The spleen is one of the peripheral immune organs of the organism, is the largest lymphatic organ of the organism, with immunologically active T-cells and B-cells, and is also the place of reaction to receive antigenic stimulation to produce an immune response [28]. The development and function of the spleen determine the level of immune function in broilers. HS can cause structural damage and dysfunction of the broiler spleen, resulting in an inflammatory response of the spleen. However, the mechanism of action could be more precise, and how TLRs are involved in inflammatory injury of the spleen in heat-stressed broilers is still being determined. Thus, in this study, the HS broiler model was replicated. To detect the production performance, histopathological sections were used to observe the pathological changes in the spleen, Enzyme-linked Immunosorbent Assay (ELISA) was used to detect the expression of CAT, SOD, GSH-Px, T-AOC, and MDA, and real-time fluorescence quantitative PCR was used to detect the expression levels of TLR2, TLR4, MyD88, TRIF, and F-κB, and the expression levels of the cytokines IL-4, IL-6, TNF-α, and IFN-γ mRNA.

2. Materials and Methods

2.1. Animals and Treatment Design

The experiment utilized a parallel group design. One-hundred-and-twenty 1-day-old AA male broilers were purchased from broiler hatcheries and raised to 21 days of age according to the appropriate temperature and humidity for broilers, and standard inoculation procedures were used. At 21 days of age, 100 broilers were randomly selected and divided into control and Heat Stress (HS) groups, with five replicates of 10 chickens each. The temperature was maintained at 23 ± 1 °C in the control group and 35 ± 1 °C during HS in the HS group, which started at 9 a.m. and continued until 7 p.m., with HS lasting for 10 h per day, and the temperature was maintained at 23 ± 1 °C for the rest of the day. Humidity was maintained at 55 ± 5% in both HS and cntrol groups. All broilers were given standard feed and water, and the composition of the elemental diets is listed in

Table 1. Composition of the basal diet.

Nutritional Indicators (%)	Day of Age
	0–21 Days of Age	21–42 Days of Age
Padding≤	14	14
Crude protein≥	21.5	21
Crude fiber≤	2	5
Crude ash≤	7	8
Calcium	0.7–1.4	0.7–1.4
Total phosphorus≥	0.5	0.5
Salt	0.3–0.8	0.3–0.8
Methionine	0.3–0.8	0.3–0.8

. All broilers were raised in cages (length × width × height, 200 × 75 × 70 cm) that could accommodate 10 broilers, all of which were allowed to eat and drink freely. Regular cleaning and disinfection of chicken coops were performed.

2.2. Sample Collection

Serum and spleen tissues were collected at 35 and 42 days of age, respectively. At 35 and 42 days of age, one chicken from each replicate was randomly selected for wing vein blood collection, followed by intravenous injection of 5% pentobarbital sodium, euthanasia of broiler chickens, and then collection of spleen tissues. The collected blood was centrifuged to collect serum and stored at −25 °C. The spleen tissue was divided into three parts: one was placed in 4% paraformaldehyde, one in an electron microscope fixative, and the other was transferred to −80 °C for storage.

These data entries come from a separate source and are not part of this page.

//! Create subscription table migration.

use sea_orm_migration::prelude::*;

use super::m20261001_000001_create_user_table::User;

#[derive(DeriveMigrationName)]
pub struct Migration;

#[async_trait::async_trait]
impl MigrationTrait for Migration {
    async fn up(&self, manager: &SchemaManager) -> Result<(), DbErr> {
        manager
            .create_table(
                Table::create()
                    .table(Subscription::Table)
                    .if_not_exists()
                    .col(
                        ColumnDef::new(Subscription::Id)
                            .string_len(32)
                            .not_null()
                            .primary_key(),
                    )
                    .col(ColumnDef::new(Subscription::SubscriberId).string_len(32).not_null())
                    .col(ColumnDef::new(Subscription::ChannelId).string_len(32).not_null())
                    .col(
                        ColumnDef::new(Subscription::CreatedAt)
                            .timestamp_with_time_zone()
                            .not_null()
                            .default(Expr::current_timestamp()),
                    )
                    .col(
                        ColumnDef::new(Subscription::UpdatedAt)
                            .timestamp_with_time_zone()
                            .not_null()
                            .default(Expr::current_timestamp()),
                    )
                    .foreign_key(
                        ForeignKey::create()
                            .name("fk_subscription_subscriber")
                            .from(Subscription::Table, Subscription::SubscriberId)
                            .to(User::Table, User::Id),
                    )
                    .foreign_key(
                        ForeignKey::create()
                            .name("fk_subscription_channel")
                            .from(Subscription::Table, Subscription::ChannelId)
                            .to(User::Table, User::Id),
                    )
                    .to_owned(),
            )
            .await?;

        // Unique index: (subscriber_id, channel_id)
        manager
            .create_index(
                Index::create()
                    .name("idx_subscription_pair")
                    .table(Subscription::Table)
                    .col(Subscription::SubscriberId)
                    .col(Subscription::ChannelId)
                    .unique()
                    .to_owned(),
            )
            .await?;

        // Index: channel_id (subscriber listings and counts)
        manager
            .create_index(
                Index::create()
                    .name("idx_subscription_channel_id")
                    .table(Subscription::Table)
                    .col(Subscription::ChannelId)
                    .to_owned(),
            )
            .await
    }

    async fn down(&self, manager: &SchemaManager) -> Result<(), DbErr> {
        manager
            .drop_table(Table::drop().table(Subscription::Table).to_owned())
            .await
    }
}

#[derive(Iden)]
enum Subscription {
    Table,
    Id,
    SubscriberId,
    ChannelId,
    CreatedAt,
    UpdatedAt,
}
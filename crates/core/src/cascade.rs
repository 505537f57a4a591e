//! Cascading deletes.
//!
//! Dependents go first, the parent last, all inside one store transaction:
//! a failing step rolls back the steps before it. Media files are purged
//! only after the transaction commits.

use tubeline_common::{AppError, AppResult, MediaRef, SharedMediaStore};
use tubeline_db::entities::like::TargetType;
use tubeline_db::entities::video;
use tubeline_db::store::{Filter, FindOptions, Patch, Store};

/// Deletes videos, comments and tweets together with everything hanging
/// off them.
#[derive(Clone)]
pub struct CascadeManager {
    store: Store,
    media: SharedMediaStore,
}

impl CascadeManager {
    /// Create a manager over `store`, purging video media from `media`.
    #[must_use]
    pub fn new(store: Store, media: SharedMediaStore) -> Self {
        Self { store, media }
    }

    /// Delete a video, its comments, every like on either, and its
    /// references from playlists and watch histories.
    pub async fn delete_video(&self, video: &video::Model) -> AppResult<()> {
        let removed = self
            .store
            .transaction(|store| async move { remove_video(&store, video).await })
            .await?;

        tracing::info!(
            video_id = %video.id,
            comments = removed.comments,
            comment_likes = removed.comment_likes,
            video_likes = removed.video_likes,
            playlists = removed.playlists,
            histories = removed.histories,
            "Deleted video"
        );

        self.purge(&video.video_file).await;
        self.purge(&video.thumbnail).await;
        Ok(())
    }

    /// Delete a comment and its likes.
    pub async fn delete_comment(&self, comment_id: &str) -> AppResult<()> {
        let likes = self
            .store
            .transaction(|store| async move {
                let likes = store
                    .likes
                    .delete_many(&likes_on(TargetType::Comment, comment_id))
                    .await?;
                if !store.comments.delete(comment_id).await? {
                    return Err(AppError::not_found("Comment"));
                }
                Ok(likes)
            })
            .await?;
        tracing::info!(comment_id = %comment_id, likes, "Deleted comment");
        Ok(())
    }

    /// Delete a tweet and its likes.
    pub async fn delete_tweet(&self, tweet_id: &str) -> AppResult<()> {
        let likes = self
            .store
            .transaction(|store| async move {
                let likes = store
                    .likes
                    .delete_many(&likes_on(TargetType::Tweet, tweet_id))
                    .await?;
                if !store.tweets.delete(tweet_id).await? {
                    return Err(AppError::not_found("Tweet"));
                }
                Ok(likes)
            })
            .await?;
        tracing::info!(tweet_id = %tweet_id, likes, "Deleted tweet");
        Ok(())
    }

    /// Best-effort media removal.
    pub async fn purge(&self, url: &str) {
        if url.is_empty() {
            return;
        }
        if let Err(err) = self.media.remove(&MediaRef::new(url)).await {
            tracing::warn!(url = %url, error = %err, "Failed to remove media");
        }
    }
}

/// Rows removed or rewritten by a video delete.
struct VideoRemoval {
    comments: u64,
    comment_likes: u64,
    video_likes: u64,
    playlists: u64,
    histories: u64,
}

async fn remove_video(store: &Store, video: &video::Model) -> AppResult<VideoRemoval> {
    let by_video = Filter::all().eq("video_id", video.id.as_str());
    let comment_ids: Vec<String> = store
        .comments
        .find(&by_video, &FindOptions::default())
        .await?
        .into_iter()
        .map(|comment| comment.id)
        .collect();

    let comment_likes = if comment_ids.is_empty() {
        0
    } else {
        let filter = Filter::all()
            .eq("target_type", TargetType::Comment.as_str())
            .is_in("target_id", comment_ids.iter().map(String::as_str));
        store.likes.delete_many(&filter).await?
    };
    let comments = store.comments.delete_many(&by_video).await?;
    let video_likes = store
        .likes
        .delete_many(&likes_on(TargetType::Video, &video.id))
        .await?;

    let playlists = store
        .playlists
        .update_many(
            &Filter::all().contains("videos", video.id.as_str()),
            Patch::new().pull("videos", video.id.as_str()),
        )
        .await?;
    let histories = store
        .users
        .update_many(
            &Filter::all().contains("watch_history", video.id.as_str()),
            Patch::new().pull("watch_history", video.id.as_str()),
        )
        .await?;

    if !store.videos.delete(&video.id).await? {
        return Err(AppError::not_found("Video"));
    }
    Ok(VideoRemoval {
        comments,
        comment_likes,
        video_likes,
        playlists,
        histories,
    })
}

fn likes_on(target_type: TargetType, target_id: &str) -> Filter {
    Filter::all()
        .eq("target_type", target_type.as_str())
        .eq("target_id", target_id)
}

2.3. Determination of Productive Performance and Organ Index

During the experimental period, broilers were weighed on an empty stomach at 8:00 a.m. on days 21 and 42 after 12 h of fasting, and each group’s average daily feed intake was recorded. The final body weights of broilers during the experimental period were measured during sampling. Then, the immune organs were weighed on 0.001 g electronic scales. The production performances and immune organ indices were calculated. Production performance and immune organ index were calculated as follows:

Average daily feed intake (ADFI) = feed consumption/(age of surviving chickens + age of dead chickens)

Average daily weight gain (ADG) = (total weight gain of surviving chickens + weight of dead chickens)/(age of surviving chickens + age of dead chickens)

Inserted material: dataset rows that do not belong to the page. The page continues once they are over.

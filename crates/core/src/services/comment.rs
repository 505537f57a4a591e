//! Comment service.

use serde::Deserialize;
use tubeline_common::{AppError, AppResult, IdGenerator, SharedMediaStore, validate_id};
use tubeline_db::entities::comment;
use tubeline_db::entities::like::TargetType;
use tubeline_db::store::{CollectionName, Filter, Patch, Store};
use validator::Validate;

use super::load_owned;
use crate::aggregation::views::{CommentView, is_liked, likes_count, owner};
use crate::aggregation::{Pipeline, QueryEngine};
use crate::auth::Actor;
use crate::cascade::CascadeManager;
use crate::pagination::{Page, PageRequest};

/// Comment text.
#[derive(Debug, Deserialize, Validate)]
pub struct CommentInput {
    #[validate(
        length(min = 1, max = 2000, message = "Content is required"),
        custom(function = "crate::services::not_blank")
    )]
    pub content: String,
}

/// Service for comments on videos.
#[derive(Clone)]
pub struct CommentService {
    store: Store,
    engine: QueryEngine,
    cascade: CascadeManager,
    id_gen: IdGenerator,
}

impl CommentService {
    /// Create a new comment service.
    #[must_use]
    pub fn new(store: Store, media: SharedMediaStore) -> Self {
        Self {
            engine: QueryEngine::new(store.clone()),
            cascade: CascadeManager::new(store.clone(), media),
            store,
            id_gen: IdGenerator::new(),
        }
    }

    /// Comments on a video, newest first.
    pub async fn list_comments(
        &self,
        video_id: &str,
        actor: Option<&Actor>,
        page: &PageRequest,
    ) -> AppResult<Page<CommentView>> {
        let video_id = validate_id("Video", video_id)?;
        if self.store.videos.get(video_id).await?.is_none() {
            return Err(AppError::not_found("Video"));
        }

        let pipeline = Pipeline::new(CollectionName::Comments)
            .filter(Filter::all().eq("video_id", video_id))
            .join(owner())
            .derive(likes_count(TargetType::Comment))
            .derive(is_liked(TargetType::Comment, actor.map(|a| a.id.as_str())))
            .project(&[
                "id",
                "video_id",
                "content",
                "likes_count",
                "is_liked",
                "created_at",
                "owner",
            ]);
        self.engine.page(pipeline, page.window()).await
    }

    /// Comment on a video.
    pub async fn add_comment(
        &self,
        actor: &Actor,
        video_id: &str,
        input: CommentInput,
    ) -> AppResult<comment::Model> {
        input.validate()?;
        let video_id = validate_id("Video", video_id)?;
        if self.store.videos.get(video_id).await?.is_none() {
            return Err(AppError::not_found("Video"));
        }

        let now = chrono::Utc::now().fixed_offset();
        let comment = self
            .store
            .comments
            .create(comment::Model {
                id: self.id_gen.generate(),
                video_id: video_id.to_string(),
                owner_id: actor.id.clone(),
                content: input.content.trim().to_string(),
                created_at: now,
                updated_at: now,
            })
            .await?;

        tracing::info!(comment_id = %comment.id, video_id = %video_id, "Added comment");
        Ok(comment)
    }

    /// Replace a comment's text.
    pub async fn update_comment(
        &self,
        actor: &Actor,
        comment_id: &str,
        input: CommentInput,
    ) -> AppResult<comment::Model> {
        input.validate()?;
        let comment = load_owned(&self.store.comments, comment_id, &actor.id).await?;
        self.store
            .comments
            .update(&comment.id, Patch::new().set("content", input.content.trim()))
            .await?
            .ok_or_else(|| AppError::not_found("Comment"))
    }

    /// Delete a comment and its likes.
    pub async fn delete_comment(&self, actor: &Actor, comment_id: &str) -> AppResult<()> {
        let comment = load_owned(&self.store.comments, comment_id, &actor.id).await?;
        self.cascade.delete_comment(&comment.id).await
    }
}

#[cfg(test)]
#[allow(clippy::unwrap_used)]
mod tests {
    use tubeline_common::ErrorKind;

    use super::*;
    use crate::services::fixtures::World;

    fn text(content: &str) -> CommentInput {
        CommentInput {
            content: content.to_string(),
        }
    }

    #[tokio::test]
    async fn test_comment_feed() {
        let world = World::new();
        let (_, alice) = world.user("alice").await;
        let (_, bob) = world.user("bob").await;
        let video = world.video(&alice, "v").await;
        let comments = &world.services.comments;

        let first = comments.add_comment(&bob, &video.id, text("  first  ")).await.unwrap();
        assert_eq!(first.content, "first");
        comments.add_comment(&alice, &video.id, text("second")).await.unwrap();
        world.services.likes.toggle_comment_like(&alice, &first.id).await.unwrap();

        let page = comments
            .list_comments(&video.id, Some(&alice), &PageRequest::new(1, 1))
            .await
            .unwrap();
        assert_eq!(page.info.total_count, 2);
        assert!(page.info.has_next);
        assert_eq!(page.items[0].content, "second");

        let page = comments
            .list_comments(&video.id, Some(&alice), &PageRequest::new(2, 1))
            .await
            .unwrap();
        let item = &page.items[0];
        assert_eq!(item.id, first.id);
        assert_eq!(item.likes_count, 1);
        assert!(item.is_liked);
        assert_eq!(item.owner.as_ref().unwrap().username, "bob");
    }

    #[tokio::test]
    async fn test_blank_comment_and_missing_video() {
        let world = World::new();
        let (_, alice) = world.user("alice").await;
        let video = world.video(&alice, "v").await;
        let comments = &world.services.comments;

        let err = comments.add_comment(&alice, &video.id, text(" \t ")).await.unwrap_err();
        assert_eq!(err.kind(), ErrorKind::InvalidArgument);

        let ghost = tubeline_common::IdGenerator::new().generate();
        let err = comments.add_comment(&alice, &ghost, text("hi")).await.unwrap_err();
        assert_eq!(err.kind(), ErrorKind::NotFound);
        assert_eq!(world.store.comments.count(&Filter::all()).await.unwrap(), 0);
    }

    #[tokio::test]
    async fn test_comment_ownership() {
        let world = World::new();
        let (_, alice) = world.user("alice").await;
        let (_, bob) = world.user("bob").await;
        let video = world.video(&alice, "v").await;
        let comments = &world.services.comments;
        let comment = comments.add_comment(&bob, &video.id, text("mine")).await.unwrap();

        let err = comments
            .update_comment(&alice, &comment.id, text("edited"))
            .await
            .unwrap_err();
        assert_eq!(err.kind(), ErrorKind::Forbidden);
        let err = comments.delete_comment(&alice, &comment.id).await.unwrap_err();
        assert_eq!(err.kind(), ErrorKind::Forbidden);

        let edited = comments
            .update_comment(&bob, &comment.id, text("edited"))
            .await
            .unwrap();
        assert_eq!(edited.content, "edited");
        comments.delete_comment(&bob, &comment.id).await.unwrap();
        assert!(world.store.comments.get(&comment.id).await.unwrap().is_none());
    }
}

Feed to weight ratio (F:G) = average daily feed intake/average daily weight gain

Immune organ index = Organ weight (g)/Live weight (kg) × 100%.

2.4. Pathological Analysis

Transmission electron microscopy: Broiler spleen tissues were taken and fixed in an electron microscope fixative, then post-fixed with 1% osmium acid, osmotically embedded by alcohol dehydration, and prepared as 80 nm ultramicrotomes. The samples were treated with uranyl acetate and lead citrate to create stains. Subsequently, the images were taken and examined using a transmission electron microscope.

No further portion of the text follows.